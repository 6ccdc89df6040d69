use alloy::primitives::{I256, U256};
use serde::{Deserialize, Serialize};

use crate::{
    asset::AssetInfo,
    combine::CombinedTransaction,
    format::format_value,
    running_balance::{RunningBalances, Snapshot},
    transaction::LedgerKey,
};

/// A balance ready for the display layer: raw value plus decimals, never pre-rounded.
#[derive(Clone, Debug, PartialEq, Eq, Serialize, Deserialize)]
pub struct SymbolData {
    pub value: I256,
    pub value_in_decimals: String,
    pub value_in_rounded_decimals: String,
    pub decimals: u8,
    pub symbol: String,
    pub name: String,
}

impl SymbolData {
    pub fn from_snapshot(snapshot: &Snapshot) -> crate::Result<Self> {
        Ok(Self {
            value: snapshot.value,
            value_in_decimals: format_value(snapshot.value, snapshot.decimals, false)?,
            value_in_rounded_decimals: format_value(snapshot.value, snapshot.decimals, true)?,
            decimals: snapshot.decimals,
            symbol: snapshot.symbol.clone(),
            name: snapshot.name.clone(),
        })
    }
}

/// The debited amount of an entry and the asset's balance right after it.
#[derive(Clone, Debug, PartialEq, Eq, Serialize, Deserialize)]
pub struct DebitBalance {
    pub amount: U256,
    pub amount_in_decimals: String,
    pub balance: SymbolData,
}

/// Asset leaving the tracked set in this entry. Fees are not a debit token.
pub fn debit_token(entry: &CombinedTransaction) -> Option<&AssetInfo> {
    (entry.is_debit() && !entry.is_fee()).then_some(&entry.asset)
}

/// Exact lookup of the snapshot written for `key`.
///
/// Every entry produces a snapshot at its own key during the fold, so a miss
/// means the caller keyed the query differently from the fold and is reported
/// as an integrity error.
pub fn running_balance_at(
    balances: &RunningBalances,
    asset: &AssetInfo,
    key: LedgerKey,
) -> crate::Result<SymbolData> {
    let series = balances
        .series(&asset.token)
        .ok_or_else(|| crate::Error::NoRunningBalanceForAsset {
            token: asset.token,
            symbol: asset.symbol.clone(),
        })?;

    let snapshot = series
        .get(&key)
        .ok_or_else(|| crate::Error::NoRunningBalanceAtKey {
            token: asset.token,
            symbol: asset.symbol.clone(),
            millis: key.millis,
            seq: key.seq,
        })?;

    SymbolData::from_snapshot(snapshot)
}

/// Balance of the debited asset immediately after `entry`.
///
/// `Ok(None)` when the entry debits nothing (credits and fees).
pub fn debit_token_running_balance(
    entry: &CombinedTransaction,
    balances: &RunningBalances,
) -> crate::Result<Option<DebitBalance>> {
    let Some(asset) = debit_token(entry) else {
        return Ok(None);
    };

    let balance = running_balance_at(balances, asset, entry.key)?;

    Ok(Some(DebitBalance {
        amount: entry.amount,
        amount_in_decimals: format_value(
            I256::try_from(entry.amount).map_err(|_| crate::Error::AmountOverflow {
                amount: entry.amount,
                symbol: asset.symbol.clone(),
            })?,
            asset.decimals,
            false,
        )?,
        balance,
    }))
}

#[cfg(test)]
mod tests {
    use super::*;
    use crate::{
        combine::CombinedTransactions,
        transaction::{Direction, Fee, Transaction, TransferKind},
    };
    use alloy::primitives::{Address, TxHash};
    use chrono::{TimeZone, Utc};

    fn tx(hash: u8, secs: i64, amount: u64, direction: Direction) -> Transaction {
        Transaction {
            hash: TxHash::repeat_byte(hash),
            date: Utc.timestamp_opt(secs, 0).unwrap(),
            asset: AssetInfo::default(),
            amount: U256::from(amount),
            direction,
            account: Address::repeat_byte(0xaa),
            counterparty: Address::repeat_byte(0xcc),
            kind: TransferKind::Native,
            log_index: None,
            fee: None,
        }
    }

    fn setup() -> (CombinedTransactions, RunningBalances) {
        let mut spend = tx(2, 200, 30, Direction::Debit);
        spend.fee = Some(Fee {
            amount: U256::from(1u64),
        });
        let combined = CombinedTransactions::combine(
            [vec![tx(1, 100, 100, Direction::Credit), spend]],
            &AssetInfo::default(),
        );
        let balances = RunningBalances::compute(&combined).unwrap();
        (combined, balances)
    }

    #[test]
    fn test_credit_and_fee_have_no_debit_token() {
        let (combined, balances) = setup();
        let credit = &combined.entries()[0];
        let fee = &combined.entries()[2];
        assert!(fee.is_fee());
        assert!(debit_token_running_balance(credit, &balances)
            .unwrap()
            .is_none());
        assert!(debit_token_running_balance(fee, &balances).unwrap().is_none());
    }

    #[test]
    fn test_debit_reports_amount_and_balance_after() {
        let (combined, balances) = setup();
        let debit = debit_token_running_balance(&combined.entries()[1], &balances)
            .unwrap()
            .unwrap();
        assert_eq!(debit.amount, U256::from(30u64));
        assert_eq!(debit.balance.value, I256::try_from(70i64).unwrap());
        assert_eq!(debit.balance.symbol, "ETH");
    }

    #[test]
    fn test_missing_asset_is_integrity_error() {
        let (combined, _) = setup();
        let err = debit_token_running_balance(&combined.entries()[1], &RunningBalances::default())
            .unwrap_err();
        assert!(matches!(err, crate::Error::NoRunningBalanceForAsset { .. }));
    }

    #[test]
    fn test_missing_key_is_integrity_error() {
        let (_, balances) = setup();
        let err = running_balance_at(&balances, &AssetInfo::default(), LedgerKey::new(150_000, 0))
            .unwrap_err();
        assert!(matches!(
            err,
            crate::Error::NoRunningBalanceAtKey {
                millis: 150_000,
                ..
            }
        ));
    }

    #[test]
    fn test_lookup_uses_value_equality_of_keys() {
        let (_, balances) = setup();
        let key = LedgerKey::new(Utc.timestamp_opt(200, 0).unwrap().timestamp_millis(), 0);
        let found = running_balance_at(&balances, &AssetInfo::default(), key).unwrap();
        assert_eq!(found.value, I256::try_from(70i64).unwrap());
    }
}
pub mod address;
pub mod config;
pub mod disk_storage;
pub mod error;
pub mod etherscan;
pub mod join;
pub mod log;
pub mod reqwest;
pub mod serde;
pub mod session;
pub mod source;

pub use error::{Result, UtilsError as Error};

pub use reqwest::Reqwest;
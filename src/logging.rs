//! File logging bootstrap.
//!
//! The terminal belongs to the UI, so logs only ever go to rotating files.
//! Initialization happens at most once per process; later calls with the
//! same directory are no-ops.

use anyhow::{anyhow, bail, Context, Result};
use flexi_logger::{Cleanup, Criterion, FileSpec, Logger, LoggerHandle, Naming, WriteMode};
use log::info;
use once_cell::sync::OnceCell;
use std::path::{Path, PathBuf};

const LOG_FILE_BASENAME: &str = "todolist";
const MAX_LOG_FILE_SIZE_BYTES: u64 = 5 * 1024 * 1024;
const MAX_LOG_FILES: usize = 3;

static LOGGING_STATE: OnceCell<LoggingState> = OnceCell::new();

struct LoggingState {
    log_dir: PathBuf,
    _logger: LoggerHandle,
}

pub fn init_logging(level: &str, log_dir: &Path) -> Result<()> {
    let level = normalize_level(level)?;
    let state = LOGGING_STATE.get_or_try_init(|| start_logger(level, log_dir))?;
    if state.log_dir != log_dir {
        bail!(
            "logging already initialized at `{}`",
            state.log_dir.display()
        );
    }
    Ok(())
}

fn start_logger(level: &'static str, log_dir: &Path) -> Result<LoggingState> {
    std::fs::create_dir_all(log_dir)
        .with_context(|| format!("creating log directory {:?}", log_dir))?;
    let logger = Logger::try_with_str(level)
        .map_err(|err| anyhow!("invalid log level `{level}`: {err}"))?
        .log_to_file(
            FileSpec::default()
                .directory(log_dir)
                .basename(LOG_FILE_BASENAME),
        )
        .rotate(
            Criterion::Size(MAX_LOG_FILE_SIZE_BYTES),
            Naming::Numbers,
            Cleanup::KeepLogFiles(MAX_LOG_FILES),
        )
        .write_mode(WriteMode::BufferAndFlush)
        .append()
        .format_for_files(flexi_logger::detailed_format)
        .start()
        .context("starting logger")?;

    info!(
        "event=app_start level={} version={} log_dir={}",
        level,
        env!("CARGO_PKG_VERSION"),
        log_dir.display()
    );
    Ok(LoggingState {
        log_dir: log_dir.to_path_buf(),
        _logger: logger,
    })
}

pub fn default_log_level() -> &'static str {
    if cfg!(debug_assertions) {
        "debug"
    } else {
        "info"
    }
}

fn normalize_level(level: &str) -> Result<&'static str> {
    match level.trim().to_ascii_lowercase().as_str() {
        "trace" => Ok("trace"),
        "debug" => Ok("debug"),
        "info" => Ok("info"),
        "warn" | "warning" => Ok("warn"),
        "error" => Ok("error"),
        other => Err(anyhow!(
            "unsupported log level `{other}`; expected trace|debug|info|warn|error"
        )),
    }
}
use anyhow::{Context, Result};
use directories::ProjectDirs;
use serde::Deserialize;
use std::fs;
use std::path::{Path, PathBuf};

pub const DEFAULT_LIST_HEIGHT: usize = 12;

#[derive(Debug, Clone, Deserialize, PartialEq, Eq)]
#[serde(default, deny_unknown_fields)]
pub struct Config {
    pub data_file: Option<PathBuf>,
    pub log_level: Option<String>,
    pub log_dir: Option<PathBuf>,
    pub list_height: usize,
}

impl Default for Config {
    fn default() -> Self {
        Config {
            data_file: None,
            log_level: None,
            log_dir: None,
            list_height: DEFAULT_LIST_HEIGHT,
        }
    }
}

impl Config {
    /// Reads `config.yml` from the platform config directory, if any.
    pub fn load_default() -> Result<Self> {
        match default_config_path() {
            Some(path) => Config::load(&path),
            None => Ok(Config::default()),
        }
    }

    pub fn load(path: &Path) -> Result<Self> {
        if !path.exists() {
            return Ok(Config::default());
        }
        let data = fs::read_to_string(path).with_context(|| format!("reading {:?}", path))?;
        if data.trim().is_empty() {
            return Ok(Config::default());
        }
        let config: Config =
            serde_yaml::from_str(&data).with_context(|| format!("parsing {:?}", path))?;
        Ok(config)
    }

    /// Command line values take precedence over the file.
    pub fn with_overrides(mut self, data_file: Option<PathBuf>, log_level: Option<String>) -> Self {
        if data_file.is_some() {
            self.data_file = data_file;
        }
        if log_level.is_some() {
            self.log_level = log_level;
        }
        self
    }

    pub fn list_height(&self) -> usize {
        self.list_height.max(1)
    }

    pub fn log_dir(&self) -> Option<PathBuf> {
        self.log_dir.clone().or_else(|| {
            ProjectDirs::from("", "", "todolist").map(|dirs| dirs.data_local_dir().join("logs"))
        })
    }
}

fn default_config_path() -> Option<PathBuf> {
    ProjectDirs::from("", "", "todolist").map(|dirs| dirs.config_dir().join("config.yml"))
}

──────

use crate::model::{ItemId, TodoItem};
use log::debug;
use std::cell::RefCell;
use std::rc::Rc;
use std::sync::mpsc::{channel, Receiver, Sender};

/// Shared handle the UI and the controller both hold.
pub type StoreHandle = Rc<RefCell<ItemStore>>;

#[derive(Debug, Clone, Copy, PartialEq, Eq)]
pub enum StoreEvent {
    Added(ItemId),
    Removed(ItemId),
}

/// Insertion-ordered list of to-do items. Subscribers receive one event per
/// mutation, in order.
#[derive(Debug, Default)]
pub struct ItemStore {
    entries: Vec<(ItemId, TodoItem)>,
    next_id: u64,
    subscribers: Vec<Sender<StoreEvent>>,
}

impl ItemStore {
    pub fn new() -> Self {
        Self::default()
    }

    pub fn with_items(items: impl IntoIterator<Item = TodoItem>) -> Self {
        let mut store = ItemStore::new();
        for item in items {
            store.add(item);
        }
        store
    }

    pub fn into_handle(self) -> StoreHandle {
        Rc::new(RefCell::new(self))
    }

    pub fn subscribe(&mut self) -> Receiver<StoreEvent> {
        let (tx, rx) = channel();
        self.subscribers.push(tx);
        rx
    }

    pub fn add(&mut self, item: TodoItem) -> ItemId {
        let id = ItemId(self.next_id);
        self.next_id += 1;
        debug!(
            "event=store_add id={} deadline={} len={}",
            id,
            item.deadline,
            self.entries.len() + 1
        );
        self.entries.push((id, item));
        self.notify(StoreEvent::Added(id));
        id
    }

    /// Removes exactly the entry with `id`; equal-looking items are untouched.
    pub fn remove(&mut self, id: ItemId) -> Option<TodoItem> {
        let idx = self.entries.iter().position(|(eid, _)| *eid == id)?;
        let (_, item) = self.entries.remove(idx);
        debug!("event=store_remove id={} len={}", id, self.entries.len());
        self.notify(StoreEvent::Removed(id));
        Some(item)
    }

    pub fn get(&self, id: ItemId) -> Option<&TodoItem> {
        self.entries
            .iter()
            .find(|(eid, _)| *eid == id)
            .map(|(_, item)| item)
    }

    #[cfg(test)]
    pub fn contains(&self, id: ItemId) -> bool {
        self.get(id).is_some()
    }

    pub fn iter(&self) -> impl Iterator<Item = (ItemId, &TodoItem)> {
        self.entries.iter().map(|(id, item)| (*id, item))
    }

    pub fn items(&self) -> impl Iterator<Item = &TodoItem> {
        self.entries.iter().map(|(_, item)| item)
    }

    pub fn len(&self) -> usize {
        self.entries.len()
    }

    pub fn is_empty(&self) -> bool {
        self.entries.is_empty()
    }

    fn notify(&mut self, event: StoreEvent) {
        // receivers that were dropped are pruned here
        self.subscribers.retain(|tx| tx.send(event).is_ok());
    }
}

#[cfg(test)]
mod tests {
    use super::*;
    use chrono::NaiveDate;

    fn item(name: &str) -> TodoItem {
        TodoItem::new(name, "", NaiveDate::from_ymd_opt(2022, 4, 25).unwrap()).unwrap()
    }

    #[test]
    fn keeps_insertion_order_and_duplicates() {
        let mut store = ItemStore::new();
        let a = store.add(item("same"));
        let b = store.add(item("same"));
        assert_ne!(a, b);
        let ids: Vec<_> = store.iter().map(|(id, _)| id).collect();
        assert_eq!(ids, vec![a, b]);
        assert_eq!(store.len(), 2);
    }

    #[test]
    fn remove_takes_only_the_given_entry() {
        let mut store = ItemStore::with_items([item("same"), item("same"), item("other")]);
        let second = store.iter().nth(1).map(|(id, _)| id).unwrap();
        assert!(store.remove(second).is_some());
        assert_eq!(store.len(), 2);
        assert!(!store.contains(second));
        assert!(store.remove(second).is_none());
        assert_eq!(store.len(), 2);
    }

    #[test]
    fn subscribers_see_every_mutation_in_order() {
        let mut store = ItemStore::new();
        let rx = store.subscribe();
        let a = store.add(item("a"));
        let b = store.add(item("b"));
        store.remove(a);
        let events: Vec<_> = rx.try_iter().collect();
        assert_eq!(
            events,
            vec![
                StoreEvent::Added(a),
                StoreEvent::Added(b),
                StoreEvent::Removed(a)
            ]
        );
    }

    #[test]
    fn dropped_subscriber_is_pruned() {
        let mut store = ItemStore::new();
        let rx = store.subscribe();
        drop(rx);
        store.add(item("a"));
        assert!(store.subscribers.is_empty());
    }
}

──────

→ **Activity**:
From the line that has "repository 6ccdc89df6040d69" through the line that has "an integrity error.", copy every line exactly as it appears above, and leave out all others.

→ **Answer to this problem**:
repository 6ccdc89df6040d69
use alloy::primitives::{I256, U256};
use serde::{Deserialize, Serialize};

use crate::{
    asset::AssetInfo,
    combine::CombinedTransaction,
    format::format_value,
    running_balance::{RunningBalances, Snapshot},
    transaction::LedgerKey,
};

/// A balance ready for the display layer: raw value plus decimals, never pre-rounded.
#[derive(Clone, Debug, PartialEq, Eq, Serialize, Deserialize)]
pub struct SymbolData {
    pub value: I256,
    pub value_in_decimals: String,
    pub value_in_rounded_decimals: String,
    pub decimals: u8,
    pub symbol: String,
    pub name: String,
}

impl SymbolData {
    pub fn from_snapshot(snapshot: &Snapshot) -> crate::Result<Self> {
        Ok(Self {
            value: snapshot.value,
            value_in_decimals: format_value(snapshot.value, snapshot.decimals, false)?,
            value_in_rounded_decimals: format_value(snapshot.value, snapshot.decimals, true)?,
            decimals: snapshot.decimals,
            symbol: snapshot.symbol.clone(),
            name: snapshot.name.clone(),
        })
    }
}

/// The debited amount of an entry and the asset's balance right after it.
#[derive(Clone, Debug, PartialEq, Eq, Serialize, Deserialize)]
pub struct DebitBalance {
    pub amount: U256,
    pub amount_in_decimals: String,
    pub balance: SymbolData,
}

/// Asset leaving the tracked set in this entry. Fees are not a debit token.
pub fn debit_token(entry: &CombinedTransaction) -> Option<&AssetInfo> {
    (entry.is_debit() && !entry.is_fee()).then_some(&entry.asset)
}

/// Exact lookup of the snapshot written for `key`.
///
/// Every entry produces a snapshot at its own key during the fold, so a miss
/// means the caller keyed the query differently from the fold and is reported
/// as an integrity error.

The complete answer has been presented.